Market Activity & Views

10/13/2006

Investors Return: India is back on track

Stocks are climbing as investors pour funds back into the local market, betting companies such as Reliance Communications Ltd. and Grasim Industries Ltd. will benefit from accelerating economic growth. Stock sales by offshore investors in May triggered a monthlong slide in the market that wiped $259 billion off the value of the country's listed companies.

Indian stocks dropped after investors sold shares on concern higher interest rates would stifle economic growth and oil prices at records would add to corporate energy costs and crimp consumer spending.
Those concerns were allayed after the U.S. Federal Reserve ended a two-year streak of interest-rate increases and oil prices dropped 20% from record highs set in July.

Overseas investors are looking to benefit from India's relatively rapid growth. Last year they ploughed a record $10.7 billion into the local market and this year's net purchases total $5.37 billion.
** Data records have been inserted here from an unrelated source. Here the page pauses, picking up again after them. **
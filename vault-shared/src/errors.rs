use axum::http::StatusCode;
use axum::response::{IntoResponse, Response};
use axum::Json;
use serde::{Deserialize, Serialize};

use crate::types::ApiErrorResponse;

/// Application error codes following the pattern E{area}{sequence}
///
/// Ranges:
/// - E0xxx: Shared/infrastructure errors
/// - E1xxx: Auth/session errors
#[derive(Debug, Clone, Copy, PartialEq, Eq, Serialize, Deserialize)]
pub enum ErrorCode {
    // Shared (E0xxx)
    InternalError,
    ValidationError,
    NotFound,
    Unauthorized,
    BadRequest,
    ServiceUnavailable,

    // Auth (E1xxx)
    InvalidCredentials,
    EmailAlreadyExists,
    TokenExpired,
    TokenInvalid,
    RefreshTokenRevoked,
    RefreshTokenMismatch,
    OAuthError,
    PasswordTooWeak,
    UserNotFound,
}

impl ErrorCode {
    pub fn code(&self) -> &'static str {
        match self {
            // Shared
            Self::InternalError => "E0001",
            Self::ValidationError => "E0002",
            Self::NotFound => "E0003",
            Self::Unauthorized => "E0004",
            Self::BadRequest => "E0005",
            Self::ServiceUnavailable => "E0006",

            // Auth
            Self::InvalidCredentials => "E1001",
            Self::EmailAlreadyExists => "E1002",
            Self::TokenExpired => "E1003",
            Self::TokenInvalid => "E1004",
            Self::RefreshTokenRevoked => "E1005",
            Self::RefreshTokenMismatch => "E1006",
            Self::OAuthError => "E1007",
            Self::PasswordTooWeak => "E1008",
            Self::UserNotFound => "E1009",
        }
    }

    pub fn status_code(&self) -> StatusCode {
        match self {
            Self::InternalError | Self::ServiceUnavailable => StatusCode::INTERNAL_SERVER_ERROR,
            Self::ValidationError | Self::BadRequest | Self::PasswordTooWeak => {
                StatusCode::BAD_REQUEST
            }
            Self::NotFound => StatusCode::NOT_FOUND,
            // Every credential or refresh-token failure is a plain 401 so the
            // response does not leak which check rejected the request.
            Self::Unauthorized
            | Self::InvalidCredentials
            | Self::TokenExpired
            | Self::TokenInvalid
            | Self::RefreshTokenRevoked
            | Self::RefreshTokenMismatch
            | Self::UserNotFound => StatusCode::UNAUTHORIZED,
            Self::EmailAlreadyExists => StatusCode::CONFLICT,
            Self::OAuthError => StatusCode::BAD_REQUEST,
        }
    }
}

#[derive(Debug, thiserror::Error)]
pub enum AppError {
    #[error("{message}")]
    Known { code: ErrorCode, message: String },

    #[error("internal server error")]
    Internal(#[from] anyhow::Error),

    #[error("database error: {0}")]
    Database(#[from] diesel::result::Error),

    #[error("validation error: {0}")]
    Validation(String),
}

impl AppError {
    pub fn new(code: ErrorCode, message: impl Into<String>) -> Self {
        Self::Known {
            code,
            message: message.into(),
        }
    }

    pub fn unauthorized(message: impl Into<String>) -> Self {
        Self::new(ErrorCode::Unauthorized, message)
    }

    pub fn not_found(message: impl Into<String>) -> Self {
        Self::new(ErrorCode::NotFound, message)
    }

    pub fn bad_request(message: impl Into<String>) -> Self {
        Self::new(ErrorCode::BadRequest, message)
    }

    pub fn internal(message: impl Into<String>) -> Self {
        Self::new(ErrorCode::InternalError, message)
    }

    pub fn code(&self) -> Option<ErrorCode> {
        match self {
            Self::Known { code, .. } => Some(*code),
            _ => None,
        }
    }
}

impl IntoResponse for AppError {
    fn into_response(self) -> Response {
        let (status, error_response) = match &self {
            AppError::Known { code, message } => {
                (code.status_code(), ApiErrorResponse::new(code.code(), message))
            }
            AppError::Internal(err) => {
                tracing::error!(error = %err, "internal server error");
                (
                    StatusCode::INTERNAL_SERVER_ERROR,
                    ApiErrorResponse::new("E0001", "internal server error"),
                )
            }
            AppError::Database(err) => {
                tracing::error!(error = %err, "database error");
                match err {
                    diesel::result::Error::NotFound => (
                        StatusCode::NOT_FOUND,
                        ApiErrorResponse::new("E0003", "resource not found"),
                    ),
                    _ => (
                        StatusCode::INTERNAL_SERVER_ERROR,
                        ApiErrorResponse::new("E0001", "database error"),
                    ),
                }
            }
            AppError::Validation(msg) => (
                StatusCode::BAD_REQUEST,
                ApiErrorResponse::new("E0002", msg),
            ),
        };

        (status, Json(error_response)).into_response()
    }
}

pub type AppResult<T> = Result<T, AppError>;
Since June 14, they've bought local shares worth $2.77 billion, surpassing the amount they sold during the rout. Corporate earnings are expected to grow at between 15% and 20% so we can expect similar returns for the stock market.

"India is a great long-term story, it's a story about strong domestic demand. Corporate earnings are expected to grow at between 15% and 20% so we can expect similar returns for the stock market."

India's Prime Minister Manmohan Singh

Growth Forecast

Singh yesterday (Thursday 12th) raised the government's forecast for growth in Asia's fourth-largest economy to 8.5%, following expansion of more than 8% annually since 2003.
India's $775 billion economy grew 8.9% from a year earlier in the three months ended June 30, a pace of expansion second only to China among the world's 20 biggest economies. The U.S., the world's largest economy, grew 3.5% and Japan, Asia's biggest, reported a 2.5% rate.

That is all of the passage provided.